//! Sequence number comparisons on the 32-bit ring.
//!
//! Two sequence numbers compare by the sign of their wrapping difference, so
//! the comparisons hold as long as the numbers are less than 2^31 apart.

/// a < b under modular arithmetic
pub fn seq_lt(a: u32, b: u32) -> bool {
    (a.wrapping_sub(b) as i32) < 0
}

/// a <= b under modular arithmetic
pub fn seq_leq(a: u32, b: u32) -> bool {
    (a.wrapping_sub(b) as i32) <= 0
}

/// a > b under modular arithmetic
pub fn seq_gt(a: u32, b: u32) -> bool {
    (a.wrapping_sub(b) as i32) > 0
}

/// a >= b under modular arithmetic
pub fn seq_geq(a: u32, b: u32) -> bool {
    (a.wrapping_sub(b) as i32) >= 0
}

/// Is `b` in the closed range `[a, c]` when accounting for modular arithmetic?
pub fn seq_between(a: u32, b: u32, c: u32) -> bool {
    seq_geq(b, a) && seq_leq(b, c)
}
◆ ◆ ◆
What you need to do: The response has to contain every record shown above, unaltered and complete.

Exercise response:
//! Sequence number comparisons on the 32-bit ring.
//!
//! Two sequence numbers compare by the sign of their wrapping difference, so
//! the comparisons hold as long as the numbers are less than 2^31 apart.

/// a < b under modular arithmetic
pub fn seq_lt(a: u32, b: u32) -> bool {
    (a.wrapping_sub(b) as i32) < 0
}

/// a <= b under modular arithmetic
pub fn seq_leq(a: u32, b: u32) -> bool {
    (a.wrapping_sub(b) as i32) <= 0
}

/// a > b under modular arithmetic
pub fn seq_gt(a: u32, b: u32) -> bool {
    (a.wrapping_sub(b) as i32) > 0
}

/// a >= b under modular arithmetic
pub fn seq_geq(a: u32, b: u32) -> bool {
    (a.wrapping_sub(b) as i32) >= 0
}

/// Is `b` in the closed range `[a, c]` when accounting for modular arithmetic?
pub fn seq_between(a: u32, b: u32, c: u32) -> bool {
    seq_geq(b, a) && seq_leq(b, c)
}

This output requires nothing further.